Search code examples
pythonexcelcsvcsvkit

Csvkit Library Usage


I'm looking to convert a given excel file to a csv using csvkit as a library, not from the command line. I'm having trouble finding any information on library usage syntax. Can anyone shed some light on how to use csvkit as a library for this purpose?

My test case is simple - take input.xlsx or input.xls, convert, and save as output.csv. Here's what I've tried so far, which is based on suggestions found elsewhere :

import csvkit

with open('input.xlsx') as csvfile:
    reader = in2csv(csvfile)
    # below is just to test whether the file could be accessed
    for row in reader:
        print(row)

gives

Traceback (most recent call last):
  File "excelconvert.py", line 6, in <module>
    reader = in2csv(csvfile)
NameError: name 'in2csv' is not defined

There's a similar question here, but the answers just seem to reference documentation that either isn't up or doesn't actually explain library usage syntax, it just lists classes. There is an answer suggesting the syntax might be similar to the csv module, which is what I used to make the attempt above, but I'm getting nowhere.


Solution

  • The docs strongly suggest this is meant to be a command line tool, not to be used from inside the Python interpreter.
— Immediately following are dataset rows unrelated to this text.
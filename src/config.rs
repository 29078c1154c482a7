//! Runtime configuration for the CLI.
//!
//! A [`Config`] value is built once at startup and threaded through the
//! constructors of every subsystem. There is deliberately no process-global
//! configuration: the only process-wide state in the crate is the lock
//! registry in [`crate::lock`], which must be global to implement own-PID
//! re-entry.
//!
//! # Sources
//!
//! Configuration is assembled from three layers, in order:
//!
//! 1. **Compile-time metadata**: the crate version, the binary name, and
//!    the platform/arch constants baked in by the build
//! 2. **Platform conventions**: per-user cache and data roots from the
//!    operating system's standard locations
//! 3. **Environment overrides**: see [`Config::from_env`] for the
//!    recognized variables
//!
//! # Environment Variables
//!
//! | Variable | Effect |
//! |----------|--------|
//! | `SPOKE_CACHE_DIR` | relocate the disposable-state root |
//! | `SPOKE_DATA_DIR` | relocate the persistent-state root |
//! | `SPOKE_HOST` | override the release host |
//! | `SPOKE_CHANNEL` | override the built-in release channel |
//! | `SPOKE_SKIP_CORE_UPDATES` | disable self-update entirely |
//!
//! # Examples
//!
//! ```rust,no_run
//! use spoke::config::Config;
//!
//! # fn example() -> anyhow::Result<()> {
//! let config = Config::from_env()?;
//! println!("{}", config.user_agent()); // e.g. "spoke/0.5.2 (linux-x86_64)"
//! # Ok(())
//! # }
//! ```

use std::collections::HashMap;
use std::path::PathBuf;

use anyhow::{Context, Result};
use semver::Version;

/// Default release host queried for channel manifests and archives.
pub const DEFAULT_HOST: &str = "https://releases.spoke-cli.dev";

/// Static configuration for one CLI invocation.
///
/// Everything the core needs to know about itself: identity, platform,
/// filesystem roots, release host, and the alias table consumed by the
/// dispatcher. Constructed by [`Config::from_env`] in the binary and built
/// literally in tests.
#[derive(Debug, Clone)]
pub struct Config {
    /// Binary name as installed on PATH (e.g. "spoke").
    pub bin: String,
    /// Project name used in release URLs (usually equal to `bin`).
    pub name: String,
    /// Version of the running binary.
    pub version: Version,
    /// Release channel this binary was built from.
    pub channel: String,
    /// Operating system (`std::env::consts::OS`).
    pub platform: String,
    /// CPU architecture (`std::env::consts::ARCH`).
    pub arch: String,
    /// True on Windows; switches bin links to `.cmd` shims.
    pub windows: bool,
    /// Root for persistent state (release trees, plugins).
    pub data_dir: PathBuf,
    /// Root for disposable state (locks, markers, cached versions, logs).
    pub cache_dir: PathBuf,
    /// When set, self-update is disabled and the value explains why.
    pub update_disabled: Option<String>,
    /// Base URL for channel manifests, version files, and archives.
    pub host: String,
    /// Command run when argv names none (falls back to "help" when unset).
    pub default_command: Option<String>,
    /// Canonical command ID to its accepted aliases. Aliases never chain.
    pub aliases: HashMap<String, Vec<String>>,
}

impl Config {
    /// Build the configuration for the running binary.
    ///
    /// Identity comes from compile-time crate metadata, platform from
    /// `std::env::consts`, and the filesystem roots from the platform
    /// conventions reported by the `dirs` crate. Environment overrides:
    ///
    /// - `SPOKE_CACHE_DIR` / `SPOKE_DATA_DIR` relocate the state roots
    /// - `SPOKE_HOST` overrides the release host
    /// - `SPOKE_CHANNEL` overrides the built-in channel
    /// - `SPOKE_SKIP_CORE_UPDATES` disables self-update entirely
    pub fn from_env() -> Result<Self> {
        let name = "spoke".to_string();

        let cache_dir = match std::env::var_os("SPOKE_CACHE_DIR") {
            Some(dir) => PathBuf::from(dir),
            None => dirs::cache_dir()
                .context("could not determine a cache directory for this platform")?
                .join(&name),
        };
        let data_dir = match std::env::var_os("SPOKE_DATA_DIR") {
            Some(dir) => PathBuf::from(dir),
            None => dirs::data_dir()
                .context("could not determine a data directory for this platform")?
                .join(&name),
        };

        let update_disabled = if std::env::var_os("SPOKE_SKIP_CORE_UPDATES").is_some() {
            Some("SPOKE_SKIP_CORE_UPDATES is set".to_string())
        } else {
            None
        };

        let mut aliases: HashMap<String, Vec<String>> = HashMap::new();
        aliases.insert(
            "plugins:uninstall".to_string(),
            vec!["unlink".to_string(), "plugins:unlink".to_string()],
        );

        Ok(Self {
            bin: name.clone(),
            version: Version::parse(env!("CARGO_PKG_VERSION"))
                .context("crate version is not valid semver")?,
            channel: std::env::var("SPOKE_CHANNEL").unwrap_or_else(|_| "stable".to_string()),
            platform: std::env::consts::OS.to_string(),
            arch: std::env::consts::ARCH.to_string(),
            windows: cfg!(windows),
            data_dir,
            cache_dir,
            update_disabled,
            host: std::env::var("SPOKE_HOST").unwrap_or_else(|_| DEFAULT_HOST.to_string()),
            default_command: None,
            aliases,
            name,
        })
    }

    /// User-agent string sent on every HTTP request and printed by
    /// `spoke version`: `<name>/<version> (<platform>-<arch>)`.
    pub fn user_agent(&self) -> String {
        format!(
            "{}/{} ({}-{})",
            self.name, self.version, self.platform, self.arch
        )
    }

    /// Archive base name for a release of `version` on this platform:
    /// `<name>-v<version>-<platform>-<arch>`.
    pub fn base(&self, version: &Version) -> String {
        format!(
            "{}-v{}-{}-{}",
            self.name, version, self.platform, self.arch
        )
    }

    /// Environment variable prefix derived from the binary name:
    /// uppercased with `-` mapped to `_` (e.g. `spoke-cli` → `SPOKE_CLI`).
    pub fn env_prefix(&self) -> String {
        self.bin.to_uppercase().replace('-', "_")
    }

    /// True when self-update and the client tree should be used.
    pub fn updates_enabled(&self) -> bool {
        self.update_disabled.is_none()
    }
}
You can do something like this to convert a file to csv from the command line (or you could pop it in a shell script):

    in2csv your_file.xlsx > your_new_file.csv
    

    If you'd like to read the file, just do this (it's similar to what you have, but you don't need any external modules, just use built-in Python):

    with open('input.xlsx') as csvfile:
        reader = csvfile.readlines() # This was the only line of your code I changed
        # below is just to test whether the file could be accessed
        for row in reader:
            print(row)
    

    Or you could call your command line using the os module:

    # Careful, raw sys call. Use subprocess.Popen 
    # if you need to accept untrusted user input here
    os.popen("in2csv your_file.xlsx > your_new_file.csv").read()
    

    One of the snippets above is is probably what you need, but if you're really looking for punishment, you can attempt to use the in2csv file from inside the interpreter. Here's how you might go about doing it (there is no support for this in the docs that I could find, it's just me poking around in the interpreter):

    >>> from csvkit import in2csv
    Traceback (most recent call last):
      File "<stdin>", line 1, in <module>
    ImportError: cannot import name in2csv
    >>> import csvkit
    >>> help(csvkit)
    Help on package csvkit:
    
    NAME
        csvkit
    
    FILE
        c:\python27\lib\site-packages\csvkit\__init__.py
    
    DESCRIPTION
        This module contains csvkit's superpowered alternative to the standard Python
        CSV reader and writer. It can be used as a drop-in replacement for the standard
        module.
    
        .. warn::
    
            Since version 1.0 csvkit relies on `agate <http://agate.rtfd.org>`_'s
        CSV reader and writer. This module is supported for legacy purposes only and you
        should migrate to using agate.
    
    PACKAGE CONTENTS
        cleanup
        cli
        convert (package)
        exceptions
        grep
        utilities (package)
    

    So you can't import in2csv directly from csvkit (since it isn't listed under PACKAGE CONTENTS). However, if you do a little hunting, you'll find that you can access the package from csvkit.utilities. But it only gets worse from here. If you do more "help hunting" (i.e. calling help from the interpreter) like above, you'll find that the class was designed to be used from the command line. So it's a real pain in the ass to use from inside the interpreter. Here's an example of trying to use the defaults (results in an explosion):

    >>> from csvkit.utilities import in2csv
    >>> i = in2csv.In2CSV()
    >>> i.main()
    usage:  [-h] [-d DELIMITER] [-t] [-q QUOTECHAR] [-u {0,1,2,3}] [-b]
            [-p ESCAPECHAR] [-z FIELD_SIZE_LIMIT] [-e ENCODING] [-S] [-H] [-v]
            [-l] [--zero] [-f FILETYPE] [-s SCHEMA] [-k KEY] [--sheet SHEET]
            [-y SNIFF_LIMIT] [--no-inference]
            [FILE]
    : error: You must specify a format when providing data via STDIN (pipe).
    

    Taking a look at the in2csv.py module, you'll have to monkey patch the args to get it to do what you want from inside the interpreter. Again, this was not designed to be used from inside the interpreter, it was designed to be called from the cmd line (so args is defined if you call it from the cmd line). Something like this seemed to run, but I didn't thoroughly test it:

    >>> from csvkit.utilities import in2csv
    >>> i = in2csv.In2CSV()
    >>> from collections import namedtuple
    >>> i.args = namedtuple("patched_args", "input_path filetype no_inference")
    >>> i.args.input_path = "/path/to/your/file.xlsx"
    >>> i.args.no_inference = True
    >>> i.args.filetype = None
    >>> i.main()